▶ **Material to process**
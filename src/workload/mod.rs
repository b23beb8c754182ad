//! The six allocation patterns, `a` through `f`.
//!
//! Every workload is described by a [`WorkloadId`] and three unsigned
//! parameters whose meaning depends on the workload. [`Workload`] is the typed
//! form the generators actually run.

use std::{fmt, str::FromStr};

use rand::Rng;
use serde::{Deserialize, Serialize};
use thiserror::Error;

use crate::{alloc::Allocator, inventory::InventoryError, sequence::SequenceError};

mod basic;
mod budget;
mod fragment;
mod strings;

pub use self::{
    basic::{interval_batch, simple_alloc_free},
    budget::randomized_budget,
    fragment::fragmentation,
    strings::{growable_strings, Phases},
};

#[derive(
    Debug, Clone, Copy, PartialEq, Eq, PartialOrd, Ord, Hash, Serialize, Deserialize,
)]
#[cfg_attr(feature = "benchmark", derive(clap::ValueEnum))]
#[serde(rename_all = "lowercase")]
pub enum WorkloadId {
    A,
    B,
    C,
    D,
    E,
    F,
}

impl WorkloadId {
    pub const ALL: [WorkloadId; 6] = [
        WorkloadId::A,
        WorkloadId::B,
        WorkloadId::C,
        WorkloadId::D,
        WorkloadId::E,
        WorkloadId::F,
    ];

    pub fn letter(self) -> char {
        match self {
            WorkloadId::A => 'a',
            WorkloadId::B => 'b',
            WorkloadId::C => 'c',
            WorkloadId::D => 'd',
            WorkloadId::E => 'e',
            WorkloadId::F => 'f',
        }
    }

    /// Parameters of the reference harness.
    pub fn default_params(self) -> Params {
        match self {
            WorkloadId::A => Params::new(150, 1, 0),
            WorkloadId::B => Params::new(150, 1, 50),
            WorkloadId::C => Params::new(50, 1, 1),
            WorkloadId::D => Params::new(50, 1, 64),
            WorkloadId::E => Params::new(29, 59, 0),
            WorkloadId::F => Params::new(8, 32, 5),
        }
    }
}

impl fmt::Display for WorkloadId {
    fn fmt(&self, f: &mut fmt::Formatter<'_>) -> fmt::Result {
        fmt::Display::fmt(&self.letter(), f)
    }
}

#[derive(Debug, Error)]
#[error("unknown workload `{0}`, expected one of a, b, c, d, e, f")]
pub struct UnknownWorkload(String);

impl FromStr for WorkloadId {
    type Err = UnknownWorkload;

    fn from_str(s: &str) -> Result<Self, Self::Err> {
        WorkloadId::ALL
            .into_iter()
            .find(|id| s.len() == 1 && s.eq_ignore_ascii_case(&id.letter().to_string()))
            .ok_or_else(|| UnknownWorkload(s.to_owned()))
    }
}

/// The three raw parameters of a workload.
#[derive(Debug, Clone, Copy, PartialEq, Eq, Serialize, Deserialize, derive_more::Display)]
#[display(fmt = "({first}, {second}, {third})")]
pub struct Params {
    pub first: u32,
    pub second: u32,
    pub third: u32,
}

impl Params {
    pub const fn new(first: u32, second: u32, third: u32) -> Self {
        Params {
            first,
            second,
            third,
        }
    }
}

#[derive(Debug, Clone, Copy, PartialEq, Eq)]
pub enum Workload {
    /// `a`: allocate `size` bytes and release them right away, `iterations`
    /// times.
    SimpleAllocFree { iterations: usize, size: usize },
    /// `b`: `allocations` blocks of `size` bytes, released in batches of
    /// `interval`.
    IntervalBatch {
        allocations: usize,
        size: usize,
        interval: usize,
    },
    /// `c` and `d`: coin flips between allocating and releasing until
    /// `budget` allocations were made, then release everything.
    RandomizedBudget {
        budget: usize,
        min_size: usize,
        max_size: usize,
    },
    /// `e`: allocate `slots` random sized blocks, release a random subset,
    /// refill the holes, release everything.
    Fragmentation { slots: usize, min_size: usize },
    /// `f`: random strings pushed into, erased from and pushed again into a
    /// growable sequence.
    GrowableStrings {
        min_len: usize,
        max_len: usize,
        initial: usize,
    },
}

impl Workload {
    pub fn new(id: WorkloadId, params: Params) -> Self {
        let [first, second, third] = [params.first, params.second, params.third].map(|p| p as usize);
        match id {
            WorkloadId::A => Workload::SimpleAllocFree {
                iterations: first,
                size: second,
            },
            WorkloadId::B => Workload::IntervalBatch {
                allocations: first,
                size: second,
                interval: third,
            },
            WorkloadId::C | WorkloadId::D => Workload::RandomizedBudget {
                budget: first,
                min_size: second,
                max_size: third,
            },
            WorkloadId::E => Workload::Fragmentation {
                min_size: first,
                slots: second,
            },
            WorkloadId::F => Workload::GrowableStrings {
                min_len: first,
                max_len: second,
                initial: third,
            },
        }
    }

    pub fn run<A, R>(&self, allocator: &A, rng: &mut R) -> Result<Tally, WorkloadError>
    where
        A: Allocator,
        R: Rng + ?Sized,
    {
        match *self {
            Workload::SimpleAllocFree { iterations, size } => {
                Ok(simple_alloc_free(allocator, iterations, size))
            }
            Workload::IntervalBatch {
                allocations,
                size,
                interval,
            } => interval_batch(allocator, allocations, size, interval),
            Workload::RandomizedBudget {
                budget,
                min_size,
                max_size,
            } => randomized_budget(allocator, rng, budget, min_size, max_size),
            Workload::Fragmentation { slots, min_size } => {
                fragmentation(allocator, rng, slots, min_size)
            }
            Workload::GrowableStrings {
                min_len,
                max_len,
                initial,
            } => growable_strings(allocator, rng, min_len, max_len, initial).map(|(t, _)| t),
        }
    }
}

/// What a workload did to the allocator.
#[derive(Debug, Default, Clone, Copy, PartialEq, Eq, Serialize, derive_more::Display)]
#[display(fmt = "allocated {allocated}, released {released}, failed {failed}")]
pub struct Tally {
    pub allocated: usize,
    pub released: usize,
    pub failed: usize,
}

impl std::ops::AddAssign for Tally {
    fn add_assign(&mut self, other: Tally) {
        self.allocated += other.allocated;
        self.released += other.released;
        self.failed += other.failed;
    }
}

impl Tally {
    /// Records the outcome of one allocation attempt and passes it through.
    pub(crate) fn allocation<T>(&mut self, result: Option<T>) -> Option<T> {
        match result {
            Some(_) => self.allocated += 1,
            None => self.failed += 1,
        }
        result
    }

    pub(crate) fn count_release(&mut self, released: bool) {
        if released {
            self.released += 1;
        }
    }
}

#[derive(Debug, Error)]
pub enum WorkloadError {
    #[error(transparent)]
    Inventory(#[from] InventoryError),
    #[error(transparent)]
    Sequence(#[from] SequenceError),
    #[error("invalid parameters: {0}")]
    InvalidParams(&'static str),
}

▶ **Directions**
Please restate the whole listing word for word.

▶ **Reply to the exercise**
filename src/workload/mod.rs
repository b23beb8c754182ad
//! The six allocation patterns, `a` through `f`.
//!
//! Every workload is described by a [`WorkloadId`] and three unsigned
//! parameters whose meaning depends on the workload. [`Workload`] is the typed
//! form the generators actually run.

use std::{fmt, str::FromStr};

use rand::Rng;
use serde::{Deserialize, Serialize};
use thiserror::Error;

use crate::{alloc::Allocator, inventory::InventoryError, sequence::SequenceError};

mod basic;
mod budget;
mod fragment;
mod strings;

pub use self::{
    basic::{interval_batch, simple_alloc_free},
    budget::randomized_budget,
    fragment::fragmentation,
    strings::{growable_strings, Phases},
};

#[derive(
    Debug, Clone, Copy, PartialEq, Eq, PartialOrd, Ord, Hash, Serialize, Deserialize,
)]
#[cfg_attr(feature = "benchmark", derive(clap::ValueEnum))]
#[serde(rename_all = "lowercase")]
pub enum WorkloadId {
    A,
    B,
    C,
    D,
    E,
    F,
}

impl WorkloadId {
    pub const ALL: [WorkloadId; 6] = [
        WorkloadId::A,
        WorkloadId::B,
        WorkloadId::C,
        WorkloadId::D,
        WorkloadId::E,
        WorkloadId::F,
    ];

    pub fn letter(self) -> char {
        match self {
            WorkloadId::A => 'a',
            WorkloadId::B => 'b',
            WorkloadId::C => 'c',
            WorkloadId::D => 'd',
            WorkloadId::E => 'e',
            WorkloadId::F => 'f',
        }
    }

    /// Parameters of the reference harness.
    pub fn default_params(self) -> Params {
        match self {
            WorkloadId::A => Params::new(150, 1, 0),
            WorkloadId::B => Params::new(150, 1, 50),
            WorkloadId::C => Params::new(50, 1, 1),
            WorkloadId::D => Params::new(50, 1, 64),
            WorkloadId::E => Params::new(29, 59, 0),
            WorkloadId::F => Params::new(8, 32, 5),
        }
    }
}

impl fmt::Display for WorkloadId {
    fn fmt(&self, f: &mut fmt::Formatter<'_>) -> fmt::Result {
        fmt::Display::fmt(&self.letter(), f)
    }
}

#[derive(Debug, Error)]
#[error("unknown workload `{0}`, expected one of a, b, c, d, e, f")]
pub struct UnknownWorkload(String);

impl FromStr for WorkloadId {
    type Err = UnknownWorkload;

    fn from_str(s: &str) -> Result<Self, Self::Err> {
        WorkloadId::ALL
            .into_iter()
            .find(|id| s.len() == 1 && s.eq_ignore_ascii_case(&id.letter().to_string()))
            .ok_or_else(|| UnknownWorkload(s.to_owned()))
    }
}

/// The three raw parameters of a workload.
#[derive(Debug, Clone, Copy, PartialEq, Eq, Serialize, Deserialize, derive_more::Display)]
#[display(fmt = "({first}, {second}, {third})")]
pub struct Params {
    pub first: u32,
    pub second: u32,
    pub third: u32,
}

impl Params {
    pub const fn new(first: u32, second: u32, third: u32) -> Self {
        Params {
            first,
            second,
            third,
        }
    }
}

#[derive(Debug, Clone, Copy, PartialEq, Eq)]
pub enum Workload {
    /// `a`: allocate `size` bytes and release them right away, `iterations`
    /// times.
    SimpleAllocFree { iterations: usize, size: usize },
    /// `b`: `allocations` blocks of `size` bytes, released in batches of
    /// `interval`.
    IntervalBatch {
        allocations: usize,
        size: usize,
        interval: usize,
    },
    /// `c` and `d`: coin flips between allocating and releasing until
    /// `budget` allocations were made, then release everything.
    RandomizedBudget {
        budget: usize,
        min_size: usize,
        max_size: usize,
    },
    /// `e`: allocate `slots` random sized blocks, release a random subset,
    /// refill the holes, release everything.
    Fragmentation { slots: usize, min_size: usize },
    /// `f`: random strings pushed into, erased from and pushed again into a
    /// growable sequence.
    GrowableStrings {
        min_len: usize,
        max_len: usize,
        initial: usize,
    },
}

impl Workload {
    pub fn new(id: WorkloadId, params: Params) -> Self {
        let [first, second, third] = [params.first, params.second, params.third].map(|p| p as usize);
        match id {
            WorkloadId::A => Workload::SimpleAllocFree {
                iterations: first,
                size: second,
            },
            WorkloadId::B => Workload::IntervalBatch {
                allocations: first,
                size: second,
                interval: third,
            },
            WorkloadId::C | WorkloadId::D => Workload::RandomizedBudget {
                budget: first,
                min_size: second,
                max_size: third,
            },
            WorkloadId::E => Workload::Fragmentation {
                min_size: first,
                slots: second,
            },
            WorkloadId::F => Workload::GrowableStrings {
                min_len: first,
                max_len: second,
                initial: third,
            },
        }
    }

    pub fn run<A, R>(&self, allocator: &A, rng: &mut R) -> Result<Tally, WorkloadError>
    where
        A: Allocator,
        R: Rng + ?Sized,
    {
        match *self {
            Workload::SimpleAllocFree { iterations, size } => {
                Ok(simple_alloc_free(allocator, iterations, size))
            }
            Workload::IntervalBatch {
                allocations,
                size,
                interval,
            } => interval_batch(allocator, allocations, size, interval),
            Workload::RandomizedBudget {
                budget,
                min_size,
                max_size,
            } => randomized_budget(allocator, rng, budget, min_size, max_size),
            Workload::Fragmentation { slots, min_size } => {
                fragmentation(allocator, rng, slots, min_size)
            }
            Workload::GrowableStrings {
                min_len,
                max_len,
                initial,
            } => growable_strings(allocator, rng, min_len, max_len, initial).map(|(t, _)| t),
        }
    }
}

/// What a workload did to the allocator.
#[derive(Debug, Default, Clone, Copy, PartialEq, Eq, Serialize, derive_more::Display)]
#[display(fmt = "allocated {allocated}, released {released}, failed {failed}")]
pub struct Tally {
    pub allocated: usize,
    pub released: usize,
    pub failed: usize,
}

impl std::ops::AddAssign for Tally {
    fn add_assign(&mut self, other: Tally) {
        self.allocated += other.allocated;
        self.released += other.released;
        self.failed += other.failed;
    }
}

impl Tally {
    /// Records the outcome of one allocation attempt and passes it through.
    pub(crate) fn allocation<T>(&mut self, result: Option<T>) -> Option<T> {
        match result {
            Some(_) => self.allocated += 1,
            None => self.failed += 1,
        }
        result
    }

    pub(crate) fn count_release(&mut self, released: bool) {
        if released {
            self.released += 1;
        }
    }
}

#[derive(Debug, Error)]
pub enum WorkloadError {
    #[error(transparent)]
    Inventory(#[from] InventoryError),
    #[error(transparent)]
    Sequence(#[from] SequenceError),
    #[error("invalid parameters: {0}")]
    InvalidParams(&'static str),
}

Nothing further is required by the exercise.